*** Material for the task ***

// SPDX-FileCopyrightText: 2025 Stanislaw Grams <stanislawgrams@gmail.com>
//
// SPDX-License-Identifier: BSD-2-Clause

//! Differential state reporting.
//!
//! Each open client has a [`Reporter`] owned by the event loop. A timer
//! task posts one tick per [`REPORT_INTERVAL`]; on each tick the reporter
//! compares a fresh radio snapshot with what it last told the client and
//! emits only the fields that changed.

use std::time::Duration;

use tokio::task::JoinHandle;
use tokio::time::{self, MissedTickBehavior};
use trx_core::{Freq, RigMode, RigSnapshot};

use crate::event_loop::EventLoopHandle;
use crate::message::TciMessage;
use crate::registry::Lease;

pub const REPORT_INTERVAL: Duration = Duration::from_millis(500);
/// Keep-alive PING every 30 ticks (15 s).
pub const PING_EVERY_TICKS: u32 = 30;

/// Values last sent to a client. `None` means never reported.
#[derive(Debug, Clone, Default, PartialEq, Eq)]
pub struct LastReported {
    pub tx_freq: Option<Freq>,
    pub vfo_a: Option<Freq>,
    pub vfo_b: Option<Freq>,
    pub mode_a: Option<RigMode>,
    pub mode_b: Option<RigMode>,
    pub split: Option<bool>,
    pub tx_en: Option<bool>,
}

#[derive(Debug, Clone, Copy, Default, PartialEq, Eq)]
pub struct ReportOptions {
    /// Report only the transmit frequency.
    pub tx_only: bool,
    pub smeter_enabled: bool,
    /// Receivers announced to the client; meters past this are not sent.
    pub receivers: usize,
}

#[derive(Debug, Clone, PartialEq, Eq)]
pub enum Outbound {
    Ping,
    Message(TciMessage),
}

#[derive(Debug, Default)]
pub struct Reporter {
    last: LastReported,
    ticks: u32,
}

fn changed<T: PartialEq + Clone>(cached: &mut Option<T>, current: &T) -> bool {
    if cached.as_ref() == Some(current) {
        return false;
    }
    *cached = Some(current.clone());
    true
}

impl Reporter {
    pub fn new() -> Self {
        Self::default()
    }

    pub fn last_reported(&self) -> &LastReported {
        &self.last
    }

    pub fn tick(&mut self, snapshot: &RigSnapshot, options: ReportOptions) -> Vec<Outbound> {
        let mut out = Vec::new();
        self.ticks = self.ticks.wrapping_add(1);

        if self.ticks % PING_EVERY_TICKS == 0 {
            out.push(Outbound::Ping);
        }

        if changed(&mut self.last.tx_freq, &snapshot.tx_freq) {
            out.push(Outbound::Message(TciMessage::TxFrequency(snapshot.tx_freq)));
        }

        if options.tx_only {
            return out;
        }

        if options.smeter_enabled && self.ticks % 2 == 0 {
            let meters = snapshot.rx_sig_dbm.iter().take(options.receivers);
            out.extend(meters.enumerate().map(|(trx, &dbm)| {
                Outbound::Message(TciMessage::RxSmeter {
                    trx,
                    channel: 0,
                    dbm,
                })
            }));
        }

        let last = &mut self.last;
        let mut push = |msg: TciMessage| out.push(Outbound::Message(msg));

        if changed(&mut last.vfo_a, &snapshot.vfo_a.freq) {
            push(TciMessage::Vfo {
                trx: 0,
                channel: 0,
                freq: snapshot.vfo_a.freq,
            });
        }
        if changed(&mut last.vfo_b, &snapshot.vfo_b.freq) {
            push(TciMessage::Vfo {
                trx: 1,
                channel: 0,
                freq: snapshot.vfo_b.freq,
            });
        }
        if changed(&mut last.mode_a, &snapshot.vfo_a.mode) {
            push(TciMessage::Modulation {
                trx: 0,
                mode: snapshot.vfo_a.mode.clone(),
            });
        }
        if changed(&mut last.mode_b, &snapshot.vfo_b.mode) {
            push(TciMessage::Modulation {
                trx: 1,
                mode: snapshot.vfo_b.mode.clone(),
            });
        }
        if changed(&mut last.split, &snapshot.split) {
            push(TciMessage::SplitEnable {
                trx: 0,
                on: snapshot.split,
            });
        }
        if changed(&mut last.tx_en, &snapshot.tx_en) {
            push(TciMessage::Trx {
                trx: 0,
                tx: snapshot.tx_en,
            });
        }

        out
    }
}

/// Post a tick for `lease` every `period` until the event loop goes away.
///
/// The handle is stored in the client slot; release aborts it.
pub fn spawn_report_timer(
    lease: Lease,
    events: EventLoopHandle,
    period: Duration,
) -> JoinHandle<()> {
    tokio::spawn(async move {
        let mut interval = time::interval(period);
        interval.set_missed_tick_behavior(MissedTickBehavior::Delay);
        // First tick completes immediately; the initial burst covers it.
        interval.tick().await;
        loop {
            interval.tick().await;
            if !events.tick(lease) {
                break;
            }
        }
    })
}
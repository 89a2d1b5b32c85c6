use std::fs;
use std::path::Path;

use serde::Deserialize;
use tracing::instrument;

use crate::arena::{NodeData, SyntaxTree};
use crate::errors::{TreeError, TreeResult};

/// Node shape of the analyzer's tree document.
///
/// A present `value` selects the literal variant; `token` and `children`
/// default to none.
#[derive(Debug, Deserialize)]
struct RawNode {
    label: String,
    #[serde(default)]
    token: i32,
    value: Option<f64>,
    #[serde(default)]
    children: Vec<RawNode>,
}

/// Builds a [`SyntaxTree`] from the serialized inference tree handed over by
/// the external analyzer.
pub struct TreeBuilder;

impl Default for TreeBuilder {
    fn default() -> Self {
        Self::new()
    }
}

impl TreeBuilder {
    pub fn new() -> Self {
        Self
    }

    #[instrument(level = "debug", skip(self))]
    pub fn from_file(&self, path: &Path) -> TreeResult<SyntaxTree> {
        if !path.exists() {
            return Err(TreeError::FileNotFound(path.to_path_buf()));
        }
        let text = fs::read_to_string(path).map_err(TreeError::FileReadError)?;
        self.parse(path, &text)
    }

    pub fn from_json(&self, text: &str) -> TreeResult<SyntaxTree> {
        self.parse(Path::new("<memory>"), text)
    }

    fn parse(&self, path: &Path, text: &str) -> TreeResult<SyntaxTree> {
        let raw: Option<RawNode> =
            serde_json::from_str(text).map_err(|e| TreeError::InvalidFormat {
                path: path.to_path_buf(),
                reason: e.to_string(),
            })?;
        Ok(self.build(raw))
    }

    /// Iterative construction with an explicit work stack. Children are
    /// pushed in reverse so each parent's child list keeps document order.
    fn build(&self, raw: Option<RawNode>) -> SyntaxTree {
        let mut tree = SyntaxTree::new();
        let Some(raw_root) = raw else {
            return tree;
        };

        let mut stack = vec![(raw_root, None)];
        while let Some((raw_node, parent_idx)) = stack.pop() {
            let data = match raw_node.value {
                Some(value) => NodeData::Literal {
                    label: raw_node.label,
                    token: raw_node.token,
                    value,
                },
                None => NodeData::Symbol {
                    label: raw_node.label,
                    token: raw_node.token,
                },
            };
            let current_idx = tree.insert_node(data, parent_idx);

            for child in raw_node.children.into_iter().rev() {
                stack.push((child, Some(current_idx)));
            }
        }

        tree
    }
}
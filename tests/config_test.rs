//! Tests for layered settings loading

use optree::config::Settings;

#[test]
fn given_env_override_when_loading_then_it_wins_over_defaults() {
    // Single test for both default and override so the env mutation cannot
    // race a parallel test thread.
    let base = Settings::load().unwrap();
    assert!(!base.pause);
    assert!(!base.echo_steps);

    std::env::set_var("OPTREE_PAUSE", "true");
    let overridden = Settings::load();
    std::env::remove_var("OPTREE_PAUSE");

    let overridden = overridden.unwrap();
    assert!(overridden.pause);
    assert!(!overridden.echo_steps);
}

#[test]
fn given_default_settings_when_serializing_then_toml_lists_keys() {
    let rendered = Settings::default().to_toml().unwrap();
    assert!(rendered.contains("echo_steps"));
    assert!(rendered.contains("pause"));
}

#[test]
fn given_project_dirs_when_resolving_then_config_file_is_named() {
    let path = Settings::global_config_path().unwrap();
    assert!(path.ends_with("optree.toml"));
}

*** End of Material for the task ***

• **What you should do**
Nothing beyond the line that contains "fields that changed." belongs in the answer; reproduce the entries exactly from their first line through it.

• **Exercise output**
// SPDX-FileCopyrightText: 2025 Stanislaw Grams <stanislawgrams@gmail.com>
//
// SPDX-License-Identifier: BSD-2-Clause

//! Differential state reporting.
//!
//! Each open client has a [`Reporter`] owned by the event loop. A timer
//! task posts one tick per [`REPORT_INTERVAL`]; on each tick the reporter
//! compares a fresh radio snapshot with what it last told the client and
//! emits only the fields that changed.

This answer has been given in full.